I can still remember that chaotic season—still bleeding, body aching, emotions swirling. I was nursing Will between patients, trying to keep everything afloat, when one afternoon I found myself speeding home, desperate to feed him and make it back to the studio in time for my next client. Overwhelmed and on the edge, I got pulled over. As I sat there sobbing, the kind officer didn’t give me a ticket—instead, he offered me grace. I’ll never forget it. He gently reminded me that I was doing one of the hardest jobs in the world. He told me to be kind to myself. He was a father of four, raised by a single mom, and he spoke with experience, compassion, and perspective. His words hit me hard. In that moment, I realized I needed to care for myself too—to set boundaries, soften my expectations, and offer myself the same grace.
This isn’t just a story for sympathy; it’s a reminder of a truth we often ignore. Sometimes, we know exactly what we should be doing, but we’re just not ready to act on it. I've come to believe that these tough experiences are meant to push us toward more self-awareness and often a necessary change. After that day, I took a few more weeks away from the studio (a privileged choice I know), allowing myself the space to care for my new baby, the rest of my family, and ultimately, even my business.
Respecting my own boundaries led to others respecting me more in my practice. This journey opened the door for more honest conversations with my clients about my struggles, reminding them that even as a women's health expert, I’m not perfect. I’m striving for authenticity rather than an unattainable ideal. I’m learning to take care of myself so that I can love and support others more deeply.
This is a practice, an ongoing commitment that I consciously work on every single day. Here are a few things that have helped me along the way:
1. Journaling: This raw process allows me to be honest with myself, pouring out my feelings and experiences onto the page. It’s a dump of emotions and I always feel better afterwards. (anyone ever try morning pages)

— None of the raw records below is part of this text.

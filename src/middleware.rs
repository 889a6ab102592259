use std::{
    future::{ready, Ready},
    rc::Rc,
};

use actix_web::{
    dev::{forward_ready, Service, ServiceRequest, ServiceResponse, Transform},
    http::header::{HeaderName, HeaderValue},
    Error, FromRequest, HttpMessage, HttpRequest,
};
use futures::future::LocalBoxFuture;
use uuid::Uuid;

pub const REQUEST_ID_HEADER: &str = "x-request-id";

/// Per-request correlation id, echoed back in the `x-request-id` header.
#[derive(Debug, Clone, PartialEq, Eq)]
pub struct RequestId(pub String);

impl std::fmt::Display for RequestId {
    fn fmt(&self, f: &mut std::fmt::Formatter<'_>) -> std::fmt::Result {
        f.write_str(&self.0)
    }
}

pub struct RequestIdMiddleware;

impl<S, B> Transform<S, ServiceRequest> for RequestIdMiddleware
where
    S: Service<ServiceRequest, Response = ServiceResponse<B>, Error = Error> + 'static,
    S::Future: 'static,
    B: 'static,
{
    type Response = ServiceResponse<B>;
    type Error = Error;
    type InitError = ();
    type Transform = RequestIdMiddlewareService<S>;
    type Future = Ready<Result<Self::Transform, Self::InitError>>;

    fn new_transform(&self, service: S) -> Self::Future {
        ready(Ok(RequestIdMiddlewareService {
            service: Rc::new(service),
        }))
    }
}

pub struct RequestIdMiddlewareService<S> {
    service: Rc<S>,
}

impl<S, B> Service<ServiceRequest> for RequestIdMiddlewareService<S>
where
    S: Service<ServiceRequest, Response = ServiceResponse<B>, Error = Error> + 'static,
    S::Future: 'static,
    B: 'static,
{
    type Response = ServiceResponse<B>;
    type Error = Error;
    type Future = LocalBoxFuture<'static, Result<Self::Response, Self::Error>>;

    forward_ready!(service);

    fn call(&self, req: ServiceRequest) -> Self::Future {
        let request_id = Uuid::new_v4().to_string();
        req.extensions_mut().insert(RequestId(request_id.clone()));

        let service = Rc::clone(&self.service);

        Box::pin(async move {
            let mut res = service.call(req).await?;
            if let Ok(value) = HeaderValue::from_str(&request_id) {
                res.headers_mut()
                    .insert(HeaderName::from_static(REQUEST_ID_HEADER), value);
            }
            Ok(res)
        })
    }
}

/// Never fails; requests that bypassed the middleware get `-`.
impl FromRequest for RequestId {
    type Error = Error;
    type Future = Ready<Result<Self, Self::Error>>;

    fn from_request(req: &HttpRequest, _payload: &mut actix_web::dev::Payload) -> Self::Future {
        let id = req
            .extensions()
            .get::<RequestId>()
            .cloned()
            .unwrap_or_else(|| RequestId("-".to_string()));
        ready(Ok(id))
    }
}
use mongodb::{
    bson::doc,
    options::{ClientOptions, ServerApi, ServerApiVersion},
    Client, Collection,
};
use secrecy::ExposeSecret;
use std::time::Duration;

use crate::{config::Config, errors::AppResult};

pub const QUESTIONS_COLLECTION: &str = "questions";
pub const SURVEYS_COLLECTION: &str = "surveys";
pub const SURVEY_QUESTIONS_COLLECTION: &str = "survey_questions";
pub const ADMIN_USERS_COLLECTION: &str = "admin_users";

#[derive(Clone)]
pub struct Database {
    client: Client,
    db_name: String,
}

impl Database {
    pub async fn connect(config: &Config) -> AppResult<Self> {
        let mut client_options =
            ClientOptions::parse(config.mongo_conn_string.expose_secret()).await?;

        let server_api = ServerApi::builder().version(ServerApiVersion::V1).build();
        client_options.server_api = Some(server_api);
        client_options.max_pool_size = Some(10);
        client_options.min_pool_size = Some(2);
        client_options.connect_timeout = Some(Duration::from_secs(5));
        client_options.server_selection_timeout = Some(Duration::from_secs(5));

        let client = Client::with_options(client_options)?;

        client
            .database("admin")
            .run_command(doc! { "ping": 1 })
            .await?;

        log::info!("Connected to MongoDB database '{}'", config.mongo_db_name);

        Ok(Self {
            client,
            db_name: config.mongo_db_name.clone(),
        })
    }

    pub fn get_collection<T>(&self, collection_name: &str) -> Collection<T>
    where
        T: Send + Sync,
    {
        self.client
            .database(&self.db_name)
            .collection(collection_name)
    }
    pub async fn health_check(&self) -> AppResult<()> {
        self.client
            .database("admin")
            .run_command(doc! { "ping": 1 })
            .await?;
        Ok(())
    }
    /// Needed to open sessions for multi-collection transactions.
    pub fn client(&self) -> &Client {
        &self.client
    }
}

2. Short walks: Taking brief walks throughout the day helps me ground myself in the present moment and check in with my emotional state.
3. Mindfulness: I remind myself that it’s okay to not have all the answers right away. Being present helps the clarity come when it’s ready and really helps take the pressure off.
4. Surrounding myself with authentic people: Being around those who are true to themselves helps me to be more genuine and not put on a façade. Thank you to my tribe, you know who you are.
5. Taking pauses: Pausing to answer questions thoughtfully, to make plans, or simply to soak in whatever I need at the moment has been invaluable. These moments of stillness allow me to reconnect with myself.
How You Might Support Postpartum Women
To everyone wanting to support a postpartum woman in your life—here are a few ideas to get you started. Please don’t ask, “What can I do to help?” The last thing she needs is to come up with ways for you to support her. Just show up. Just do.
Deliver a meal: Nourishment is crucial. A home-cooked meal can be a wonderful gift.
Offer to watch the baby: Give the mom a chance to take a long, much-needed shower or simply rest.
Take the other children on an adventure: If she has older kids, offer to take them out for some fun. This gives the new mom a moment to breathe and bond with the baby.
Create space for alone time: Encourage her to spend some quiet time with the baby, allowing for those precious bonding moments.
Engage in conversations unrelated to the baby: Show up for a chat that isn’t focused on parenting or birth. So often, postpartum women crave connection outside of their new bubble.
This is a reminder to reflect on your own needs and boundaries, and to be proactive in supporting the postpartum women in your life. Remember, you are not alone in this journey. Together, let’s foster a culture of support and understanding for women’s health, especially during those transformative postpartum moments.